0:29:00 Hunter Dockery: Yeah. Well, and these are… There are many, many stories around the Serge network. There’s so many of these stories that especially over the past three, four years where movement was slowed to a halt, and there was very little engagement with people. But boy oh boy, that did not stop the Holy Spirit from being at work at all. There were so many stories of people, especially women asking the Serge women, “Do you know anyone who knows anything about Jesus? I dreamed of him.”

0:29:38 Jim Lovelady: Wow. Right.

0:29:40 Hunter Dockery: I dreamed of him, and I knew I was supposed to find out about him. Do you know anyone who can tell me about Jesus? So there are multiple stories like that.

0:29:54 Jim Lovelady: And that’s a thing, that’s a thing that the Spirit does all the time.

0:29:58 Hunter Dockery: Yes. And perhaps it happens in other places because it has to. But I believe if we open our eyes and we want to… And we look for it, it happens everywhere. But then there are other stories that you sort of hear about it at the end. Because a person has become a Christian and they are seeking out believers, and they tell their stories. And one I heard recently, from a Serge worker, and they said basically this: This young girl just experienced what she described as the goodness of God. She knew that what she was just feeling was goodness from God. And that she didn’t know who God was or anything about him, but there was goodness. And at the same time, or in subsequent times, she also experienced what she said clearly was from the devil. And that was, “I will protect you.”

0:31:08 Jim Lovelady: Oh, interesting.

0:31:09 Hunter Dockery: “All you have to do is give me your sight.”

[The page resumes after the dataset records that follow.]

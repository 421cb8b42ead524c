//! SMTP notifier (STARTTLS, plain-text UTF-8 body).

use async_trait::async_trait;
use holdwatch_core::config::EmailSettings;
use holdwatch_core::errors::NotifyError;
use holdwatch_core::notify::Notifier;
use holdwatch_core::utils::{clean_credential, clean_optional_credential};
use lettre::message::header::ContentType;
use lettre::message::Mailbox;
use lettre::transport::smtp::authentication::Credentials;
use lettre::{AsyncSmtpTransport, AsyncTransport, Message, Tokio1Executor};
use log::{debug, info};

/// SMTP reply code for rejected credentials.
const AUTH_FAILED_CODE: &str = "535";

/// Sender login and recipient, already sanitised.
#[derive(Clone, PartialEq, Eq)]
pub struct EmailCredentials {
    pub sender: String,
    pub password: String,
    pub recipient: String,
}

impl EmailCredentials {
    /// Clean every value; the recipient defaults to the sender. Returns
    /// `None` when the sender or password is missing.
    pub fn from_parts(
        sender: Option<&str>,
        password: Option<&str>,
        recipient: Option<&str>,
    ) -> Option<Self> {
        let sender = clean_optional_credential(sender)?;
        let password = clean_optional_credential(password)?;
        let recipient = recipient
            .map(clean_credential)
            .filter(|r| !r.is_empty())
            .unwrap_or_else(|| sender.clone());
        Some(Self {
            sender,
            password,
            recipient,
        })
    }
}

impl std::fmt::Debug for EmailCredentials {
    fn fmt(&self, f: &mut std::fmt::Formatter<'_>) -> std::fmt::Result {
        f.debug_struct("EmailCredentials")
            .field("sender", &self.sender)
            .field("password", &"<redacted>")
            .field("recipient", &self.recipient)
            .finish()
    }
}

pub struct SmtpNotifier {
    settings: EmailSettings,
    credentials: Option<EmailCredentials>,
}

impl SmtpNotifier {
    pub fn new(settings: EmailSettings, credentials: Option<EmailCredentials>) -> Self {
        Self {
            settings,
            credentials,
        }
    }

    fn credentials(&self) -> Result<&EmailCredentials, NotifyError> {
        self.credentials
            .as_ref()
            .ok_or(NotifyError::MissingCredentials)
    }

    /// The message that `send` would deliver.
    pub fn build_message(&self, subject: &str, body: &str) -> Result<Message, NotifyError> {
        let credentials = self.credentials()?;
        Message::builder()
            .from(parse_mailbox(&credentials.sender)?)
            .to(parse_mailbox(&credentials.recipient)?)
            .subject(subject)
            .header(ContentType::TEXT_PLAIN)
            .body(body.to_string())
            .map_err(|e| NotifyError::Message(e.to_string()))
    }
}

fn parse_mailbox(address: &str) -> Result<Mailbox, NotifyError> {
    address
        .parse::<Mailbox>()
        .map_err(|e| NotifyError::InvalidAddress {
            address: address.to_string(),
            message: e.to_string(),
        })
}

fn classify_smtp_error(err: lettre::transport::smtp::Error) -> NotifyError {
    match err.status() {
        Some(code) if code.to_string() == AUTH_FAILED_CODE => {
            NotifyError::Authentication(err.to_string())
        }
        _ => NotifyError::Transport(err.to_string()),
    }
}

#[async_trait]
impl Notifier for SmtpNotifier {
    async fn send(&self, subject: &str, body: &str) -> Result<(), NotifyError> {
        let message = self.build_message(subject, body)?;
        let credentials = self.credentials()?;

        debug!(
            "Connecting to {}:{}",
            self.settings.smtp_server, self.settings.smtp_port
        );
        let transport = AsyncSmtpTransport::<Tokio1Executor>::starttls_relay(&self.settings.smtp_server)
            .map_err(classify_smtp_error)?
            .port(self.settings.smtp_port)
            .credentials(Credentials::new(
                credentials.sender.clone(),
                credentials.password.clone(),
            ))
            .build();

        transport.send(message).await.map_err(classify_smtp_error)?;
        info!("Email sent to {}", credentials.recipient);
        Ok(())
    }
}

0:31:11 Jim Lovelady: Interesting.

0:31:13 Hunter Dockery: And she said, “I wanted that too. I wanted protection.” And so subsequent to that was many years of dealing with eye problems. And then when she was in a little bit higher grade in school, that she was studying world religions in a Muslim country, and the teacher was supposed to be able to tell her about Christianity and about Jesus, but he didn’t know anything other than what was in the Quran.

0:31:46 Jim Lovelady: Oh, interesting.

0:31:48 Hunter Dockery: And so he didn’t really even want to tell her about it, but she was very curious for some reason. So she went to another person and he sent her back to this guy because, this guy’s getting paid to do this for you. You need to ask him about that. And so she persists, and he said, “Well, would you like to hear what the Quran says or what the Bible says?” She says that she would like to hear from the Bible.

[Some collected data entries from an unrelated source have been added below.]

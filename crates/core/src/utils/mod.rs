pub mod credentials;

pub use credentials::{clean_credential, clean_optional_credential};
//! Ticker → company name enrichment consumed by the report formatter.

mod enrichment_traits;

pub use enrichment_traits::*;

0:32:10 Jim Lovelady: And he had a Bible.

0:32:11 Hunter Dockery: He at least knew the story from the Bible. And as he told her that story, she became a Christian. I mean, she puts it down right there, “I believe that’s what I want. That is the origin of the love that I experienced. The goodness that I experienced. That was what that was.” And so she becomes a Christian still has never met a Christian. Still doesn’t know anybody who believes.

0:32:41 Jim Lovelady: Some dude who doesn’t know Jesus led her to Christ.

0:32:43 Hunter Dockery: Yeah.

0:32:45 Jim Lovelady: Who’s Balaam’s ass.

0:32:47 Hunter Dockery: Yep. That’s right.

0:32:49 Jim Lovelady: That’s totally what it is. That’s totally…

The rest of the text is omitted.